Headline January 18, 2018/ '' 'WHEN GIRLS WORK' ''


AT THE WORLD ECONOMIC Forum, in Davos, Switzerland in 2012.......

The Times columnist Nicholas Kristof asked Facebook's Sheryl Sandberg if the world would look different with greater investments in girls and women.

Sandberg, who was already famous for her ''lean in'' philosophy, said the world would indeed look different. She explained, ''The data is pretty clear that women spend ninety per cent of their income on their children.

And men, I think is more like forty per cent.'' She turned to the former Chilean President Michelle Bachelet, then the executive director of U.N. Women, who corrected her estimation. Sandberg clarified : men spend ''thirty to forty per cent.''

Over the years, I came across this statistic, again and again, on the Web sites and in the policy documents of the most powerful global development organizations, including the World Bank and the United Nations agencies.

It is often cited as the key piece of evidence that investing in poor girls and women in Asia, Africa and Latin America creates a high rate of return.

They will supposedly marry later and delay childbearing, and in doing so, generate economic development, limit population, growth, educate their children, improve children and women's health, conserve environmental resources, and control the spread of H.I.V.

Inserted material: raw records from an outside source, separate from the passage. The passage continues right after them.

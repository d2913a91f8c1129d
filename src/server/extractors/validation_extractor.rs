use axum::Json;
use axum::extract::{FromRequest, Request};
use serde::de::DeserializeOwned;
use tracing::debug;
use validator::{Validate, ValidationErrors};

use crate::server::error::Error;

/// json body that has already passed its `validator` rules
pub struct ValidatedJson<T>(pub T);

impl<T, S> FromRequest<S> for ValidatedJson<T>
where
    T: DeserializeOwned + Validate,
    S: Send + Sync,
{
    type Rejection = Error;

    async fn from_request(req: Request, state: &S) -> Result<Self, Self::Rejection> {
        let Json(value) = Json::<T>::from_request(req, state).await.map_err(|rejection| {
            debug!("rejected request body: {}", rejection.body_text());
            Error::BadRequest(format!("invalid request body: {}", rejection.body_text()))
        })?;

        value
            .validate()
            .map_err(|errors| Error::BadRequest(validation_message(&errors)))?;

        Ok(ValidatedJson(value))
    }
}

/// the custom messages of every failed rule, joined up
pub fn validation_message(errors: &ValidationErrors) -> String {
    let mut messages: Vec<String> = errors
        .field_errors()
        .into_iter()
        .flat_map(|(field, errs)| {
            errs.iter().map(move |err| match &err.message {
                Some(message) => message.to_string(),
                None => format!("{} is invalid", field),
            })
        })
        .collect();

    messages.sort();
    messages.join(", ")
}
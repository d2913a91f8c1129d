use playlist_proxy::server::utils::manifest_rewriter::{
    ManifestLine, classify_line, rewrite_manifest, rewrite_uri,
};
use playlist_proxy::server::utils::proxy_target::proxied_url;

const BASE: &str = "https://cdn.example.com/live/";
const ORIGIN: &str = "https://my.app";

#[test]
fn test_root_relative_segment() {
    let manifest = "#EXTM3U\n#EXTINF:-1,Channel One\n/media/chunk1.ts\n";

    assert_eq!(
        rewrite_manifest(manifest, BASE, ORIGIN),
        "#EXTM3U\n#EXTINF:-1,Channel One\nhttps://my.app/proxy/https/cdn.example.com/media/chunk1.ts\n"
    );
}

#[test]
fn test_relative_segments_resolve_against_directory() {
    assert_eq!(
        rewrite_uri("seg-1.ts", BASE, ORIGIN).as_deref(),
        Some("https://my.app/proxy/https/cdn.example.com/live/seg-1.ts")
    );
    assert_eq!(
        rewrite_uri("../other/seg.ts?part=2", BASE, ORIGIN).as_deref(),
        Some("https://my.app/proxy/https/cdn.example.com/other/seg.ts?part=2")
    );
    assert_eq!(
        rewrite_uri("//mirror.example.com/seg.ts", BASE, ORIGIN).as_deref(),
        Some("https://my.app/proxy/https/mirror.example.com/seg.ts")
    );
}

#[test]
fn test_relative_resolution_matches_url_join() {
    for relative in ["a/b.ts", "./c.ts", "../../d.m3u8", "/e.key", "f.ts?x=1&y=2"] {
        let joined = url::Url::parse(BASE).unwrap().join(relative).unwrap();
        assert_eq!(
            rewrite_uri(relative, BASE, ORIGIN),
            proxied_url(ORIGIN, joined.as_str()),
            "{}",
            relative
        );
    }
}

#[test]
fn test_absolute_urls_ignore_base() {
    let absolute = "http://other.host:8080/a/b.ts?x=1";
    let expected = Some("https://my.app/proxy/http/other.host:8080/a/b.ts?x=1".to_string());

    assert_eq!(rewrite_uri(absolute, BASE, ORIGIN), expected);
    assert_eq!(
        rewrite_uri(absolute, "http://somewhere.else/deep/dir/", ORIGIN),
        expected
    );
}

#[test]
fn test_key_uri_is_rewritten_in_place() {
    let manifest = "#EXT-X-KEY:METHOD=AES-128,URI=\"key.bin\",IV=0x1234\n";

    assert_eq!(
        rewrite_manifest(manifest, BASE, ORIGIN),
        "#EXT-X-KEY:METHOD=AES-128,URI=\"https://my.app/proxy/https/cdn.example.com/live/key.bin\",IV=0x1234\n"
    );
}

#[test]
fn test_other_directives_pass_through() {
    let manifest = "#EXTM3U\n\
                    #EXT-X-VERSION:7\n\
                    #EXT-X-MAP:URI=\"init.mp4\"\n\
                    #EXT-X-KEY:METHOD=NONE\n\
                    #EXT-X-KEY:METHOD=SAMPLE-AES,URI=\"skd://key42\",KEYFORMAT=\"com.apple.streamingkeydelivery\"\n\
                    \n";

    assert_eq!(rewrite_manifest(manifest, BASE, ORIGIN), manifest);
}

#[test]
fn test_unresolvable_lines_are_left_alone() {
    let manifest = "#EXTINF:4,\n//[not-an-ip/seg.ts\n#EXTINF:4,\nseg-2.ts\n";

    assert_eq!(
        rewrite_manifest(manifest, BASE, ORIGIN),
        "#EXTINF:4,\n//[not-an-ip/seg.ts\n#EXTINF:4,\nhttps://my.app/proxy/https/cdn.example.com/live/seg-2.ts\n"
    );
}

#[test]
fn test_rewriting_twice_changes_nothing() {
    let manifest = "#EXTM3U\n\
                    #EXT-X-KEY:METHOD=AES-128,URI=\"https://keys.example.com/k\"\n\
                    #EXT-X-STREAM-INF:BANDWIDTH=800000\n\
                    low/index.m3u8\n\
                    http://plain.example.com/high/index.m3u8\n";

    let once = rewrite_manifest(manifest, BASE, ORIGIN);
    let twice = rewrite_manifest(&once, BASE, ORIGIN);

    assert_ne!(once, manifest);
    assert_eq!(twice, once);
    assert_eq!(
        rewrite_uri("https://my.app/proxy/http/plain.example.com/x.ts", BASE, ORIGIN).as_deref(),
        Some("https://my.app/proxy/http/plain.example.com/x.ts")
    );
}

#[test]
fn test_line_endings_are_kept() {
    let manifest = "#EXTM3U\r\n#EXTINF:4,\r\nseg-1.ts\r\n#EXTINF:4,\r\nseg-2.ts";

    assert_eq!(
        rewrite_manifest(manifest, BASE, ORIGIN),
        "#EXTM3U\r\n#EXTINF:4,\r\nhttps://my.app/proxy/https/cdn.example.com/live/seg-1.ts\r\n#EXTINF:4,\r\nhttps://my.app/proxy/https/cdn.example.com/live/seg-2.ts"
    );
}

#[test]
fn test_line_classification() {
    assert_eq!(classify_line("   "), ManifestLine::Blank);
    assert_eq!(classify_line("#EXT-X-TARGETDURATION:6"), ManifestLine::Directive);
    assert_eq!(classify_line("#EXT-X-KEY:METHOD=NONE"), ManifestLine::Directive);
    assert_eq!(classify_line("  seg.ts "), ManifestLine::Uri("seg.ts"));

    let line = "#EXT-X-KEY:METHOD=AES-128,URI=\"k.bin\"";
    match classify_line(line) {
        ManifestLine::KeyUri { uri, start, end } => {
            assert_eq!(uri, "k.bin");
            assert_eq!(&line[start..end], "k.bin");
        }
        other => panic!("expected a key line, got {:?}", other),
    }
}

They will end the so-called cycle of poverty in which individuals, families, communities, and nations get caught.

This story was popularized by the Nike Foundation's viral Girl Effect Videos and written into best-selling books, such as Kristof and Sheryl WuDunn's ''Half the Sky'' and Greg Mortenson's now discredited ''Three Cups of Tea.''

Beyond simply capturing audiences, the idea underlying this statistic has influenced development policies and programs from Liberia to Afghanistan.

Development institutions such as the United States Agency for International Development, the Gates Foundation, and international N.G.O's like care have taken up this view of girls and women as the most responsible economic actors in the household, and have integrated it into their programs on the grounds of both equity and efficiency.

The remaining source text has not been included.